Migration is supposedly voluntary. However, there is a history of involuntary migration. The original 44 multiracial settlers of Los Angeles were most probably forced to migrate to the newly found El Pueblo de la Reyna de Los Angeles in 1781. In 20th century, Japanese American were evacuated and incarcerated during the WWII. Soon after as they were returning home to Los Angeles, in the early 1950s hundreds of Mexican American families were evicted from Chavez Ravine to build affordable housing for the poor that never actually happened.
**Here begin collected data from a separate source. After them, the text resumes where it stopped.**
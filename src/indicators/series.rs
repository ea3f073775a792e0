//! Indicator functions over close/volume series.
//!
//! Every function is pure. Rolling outputs are index-aligned with the input and
//! hold `None` until their window has filled, so callers can never mistake a
//! warm-up bar for a zero reading.

use statrs::statistics::Statistics;

/// Rolling window width for Bollinger bands, volatility and volume profile.
pub const DEFAULT_WINDOW: usize = 20;
pub const BOLLINGER_K: f64 = 2.0;
pub const MACD_FAST: usize = 12;
pub const MACD_SLOW: usize = 26;
pub const MACD_SIGNAL: usize = 9;

/// Relative Strength Index using a simple rolling mean of gains and losses.
///
/// Bar `i` is defined once `period` price changes are available (`i >= period`).
/// A flat window (no gains, no losses) stays undefined.
pub fn rsi(closes: &[f64], period: usize) -> Vec<Option<f64>> {
    let mut out = vec![None; closes.len()];
    if period == 0 || closes.len() <= period {
        return out;
    }

    let changes: Vec<f64> = closes.windows(2).map(|w| w[1] - w[0]).collect();

    for i in period..closes.len() {
        // changes[i - 1] is the move into bar i
        let window = &changes[i - period..i];
        let avg_gain = window.iter().map(|&d| d.max(0.0)).sum::<f64>() / period as f64;
        let avg_loss = window.iter().map(|&d| (-d).max(0.0)).sum::<f64>() / period as f64;

        out[i] = if avg_loss == 0.0 {
            (avg_gain > 0.0).then_some(100.0)
        } else {
            let rs = avg_gain / avg_loss;
            Some(100.0 - 100.0 / (1.0 + rs))
        };
    }
    out
}

/// Exponential moving average seeded with the first value, `alpha = 2 / (period + 1)`.
pub fn ema(values: &[f64], period: usize) -> Vec<f64> {
    let alpha = 2.0 / (period as f64 + 1.0);
    let mut out = Vec::with_capacity(values.len());
    let mut prev: Option<f64> = None;
    for &v in values {
        let next = match prev {
            None => v,
            Some(p) => alpha * v + (1.0 - alpha) * p,
        };
        out.push(next);
        prev = Some(next);
    }
    out
}

/// MACD line, signal line and histogram.
#[derive(Debug, Clone, PartialEq)]
pub struct Macd {
    pub macd: Vec<f64>,
    pub signal: Vec<f64>,
    pub histogram: Vec<f64>,
}

pub fn macd(closes: &[f64], fast: usize, slow: usize, signal_period: usize) -> Macd {
    let fast_ema = ema(closes, fast);
    let slow_ema = ema(closes, slow);
    let line: Vec<f64> = fast_ema.iter().zip(&slow_ema).map(|(f, s)| f - s).collect();
    let signal = ema(&line, signal_period);
    let histogram = line.iter().zip(&signal).map(|(m, s)| m - s).collect();
    Macd {
        macd: line,
        signal,
        histogram,
    }
}

/// Bollinger bands: rolling mean ± `k` sample standard deviations.
#[derive(Debug, Clone, PartialEq)]
pub struct Bollinger {
    pub upper: Vec<Option<f64>>,
    pub mid: Vec<Option<f64>>,
    pub lower: Vec<Option<f64>>,
}

pub fn bollinger(closes: &[f64], window: usize, k: f64) -> Bollinger {
    let mid = rolling_mean(closes, window);
    let std = rolling_std(closes, window);

    let band = |sign: f64| -> Vec<Option<f64>> {
        mid.iter()
            .zip(&std)
            .map(|(m, s)| Some(m.as_ref()? + sign * k * s.as_ref()?))
            .collect()
    };

    Bollinger {
        upper: band(1.0),
        lower: band(-1.0),
        mid,
    }
}

/// Latest rolling standard deviation of bar-to-bar percent change, scaled ×100.
///
/// Needs `window + 1` closes. A zero previous close yields an undefined change.
pub fn volatility(closes: &[f64], window: usize) -> Option<f64> {
    if window < 2 || closes.len() < window + 1 {
        return None;
    }
    let changes: Vec<f64> = closes[closes.len() - window - 1..]
        .windows(2)
        .map(|w| (w[1] - w[0]) / w[0])
        .collect();
    if changes.iter().any(|c| !c.is_finite()) {
        return None;
    }
    let std: f64 = changes.iter().std_dev();
    std.is_finite().then_some(std * 100.0)
}

/// Latest volume relative to its rolling mean. Defaults to 1.0 when the mean
/// is undefined or zero.
pub fn volume_profile(volumes: &[f64], window: usize) -> f64 {
    let Some(current) = volumes.last() else {
        return 1.0;
    };
    match rolling_mean(volumes, window).last().copied().flatten() {
        Some(avg) if avg > 0.0 => current / avg,
        _ => 1.0,
    }
}

/// Simple moving average, `None` until `window` values are available.
pub fn rolling_mean(values: &[f64], window: usize) -> Vec<Option<f64>> {
    rolling(values, window, |w| w.iter().mean())
}

/// Rolling sample standard deviation (n − 1).
pub fn rolling_std(values: &[f64], window: usize) -> Vec<Option<f64>> {
    if window < 2 {
        return vec![None; values.len()];
    }
    rolling(values, window, |w| w.iter().std_dev())
}

fn rolling(values: &[f64], window: usize, f: impl Fn(&[f64]) -> f64) -> Vec<Option<f64>> {
    let mut out = vec![None; values.len()];
    if window == 0 || values.len() < window {
        return out;
    }
    for end in window..=values.len() {
        let v = f(&values[end - window..end]);
        out[end - 1] = v.is_finite().then_some(v);
    }
    out
}

/// Last element of an aligned series, flattened.
pub fn latest(series: &[Option<f64>]) -> Option<f64> {
    series.last().copied().flatten()
}

#[cfg(test)]
mod tests {
    use super::*;

    fn approx(a: f64, b: f64) -> bool {
        (a - b).abs() < 1e-9
    }

    #[test]
    fn test_rsi_all_gains_is_100() {
        let closes: Vec<f64> = (100..120).map(f64::from).collect();
        assert_eq!(closes.len(), 20);

        let out = rsi(&closes, 14);
        assert!(out[..14].iter().all(Option::is_none));
        assert_eq!(out[19], Some(100.0));
    }

    #[test]
    fn test_rsi_all_losses_is_0() {
        let closes: Vec<f64> = (0..16).map(|i| 200.0 - i as f64).collect();
        let out = rsi(&closes, 14);
        assert_eq!(latest(&out), Some(0.0));
    }

    #[test]
    fn test_rsi_balanced_is_50() {
        // alternating +1 / -1 moves
        let closes: Vec<f64> = (0..15).map(|i| if i % 2 == 0 { 100.0 } else { 101.0 }).collect();
        let out = rsi(&closes, 14);
        assert!(approx(latest(&out).unwrap(), 50.0));
    }

    #[test]
    fn test_rsi_flat_is_undefined() {
        let closes = vec![100.0; 30];
        assert!(rsi(&closes, 14).iter().all(Option::is_none));
    }

    #[test]
    fn test_ema_seeded_with_first_value() {
        let out = ema(&[10.0, 20.0, 30.0], 3);
        // alpha = 0.5
        assert_eq!(out, vec![10.0, 15.0, 22.5]);
        assert!(ema(&[], 9).is_empty());
    }

    #[test]
    fn test_macd_flat_series_is_zero() {
        let closes = vec![50.0; 40];
        let m = macd(&closes, MACD_FAST, MACD_SLOW, MACD_SIGNAL);
        assert_eq!(m.macd.len(), 40);
        assert!(m.macd.iter().all(|v| approx(*v, 0.0)));
        assert!(m.histogram.iter().all(|v| approx(*v, 0.0)));
    }

    #[test]
    fn test_macd_rising_series_positive() {
        let closes: Vec<f64> = (0..60).map(|i| 100.0 + i as f64).collect();
        let m = macd(&closes, MACD_FAST, MACD_SLOW, MACD_SIGNAL);
        assert!(*m.macd.last().unwrap() > 0.0);
        assert!(*m.macd.last().unwrap() > *m.signal.last().unwrap());
    }

    #[test]
    fn test_bollinger_bands() {
        let closes = vec![1.0, 2.0, 3.0, 4.0, 5.0];
        let bb = bollinger(&closes, 5, 2.0);
        assert!(bb.mid[3].is_none());
        let mid = bb.mid[4].unwrap();
        let upper = bb.upper[4].unwrap();
        let lower = bb.lower[4].unwrap();
        assert!(approx(mid, 3.0));
        // sample std of 1..=5 is sqrt(2.5)
        assert!(approx(upper - mid, 2.0 * 2.5_f64.sqrt()));
        assert!(approx(mid - lower, 2.0 * 2.5_f64.sqrt()));
    }

    #[test]
    fn test_volatility_window() {
        let constant_growth: Vec<f64> = (0..21).map(|i| 100.0 * 1.01_f64.powi(i)).collect();
        let vol = volatility(&constant_growth, 20).unwrap();
        assert!(vol.abs() < 1e-9);

        assert_eq!(volatility(&constant_growth[..20], 20), None);
    }

    #[test]
    fn test_volume_profile() {
        let mut volumes = vec![10.0; 19];
        volumes.push(30.0);
        // mean = (19 * 10 + 30) / 20 = 11
        assert!(approx(volume_profile(&volumes, 20), 30.0 / 11.0));

        assert_eq!(volume_profile(&volumes[..5], 20), 1.0);
        assert_eq!(volume_profile(&vec![0.0; 20], 20), 1.0);
        assert_eq!(volume_profile(&[], 20), 1.0);
    }
}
However, for the most part people migrated here because Los Angeles was a very desirable city. After the independence of Mexico from Spain in 1821, Los Angeles attracted people from parts of Mexico, America, and Europe. Los Angeles started gaining importance. By 1841 the population in this pueblo had almost tripled to 1680. With the arrival of the Santa Fe railroad in 1885, migration was at a full gallop as real estate developers, railroad companies, and other commercial interests advertised Los Angeles as a land of sunshine and temperate climate. Wealthy chilled Easterners and Midwesterners coming to spend winters here found themselves in love with Los Angeles, started building residences, and made the city their home. People also believed that this climate could cure chronic diseases like consumption and flocked to the sanitariums that cropped up in Southern California in the late 19th and early 20th century.
People continued to migrate throughout the 20th century for sunshine, temperate climate, and job opportunities in film, oil, automobile, and airplane industry, and a piece of California dream.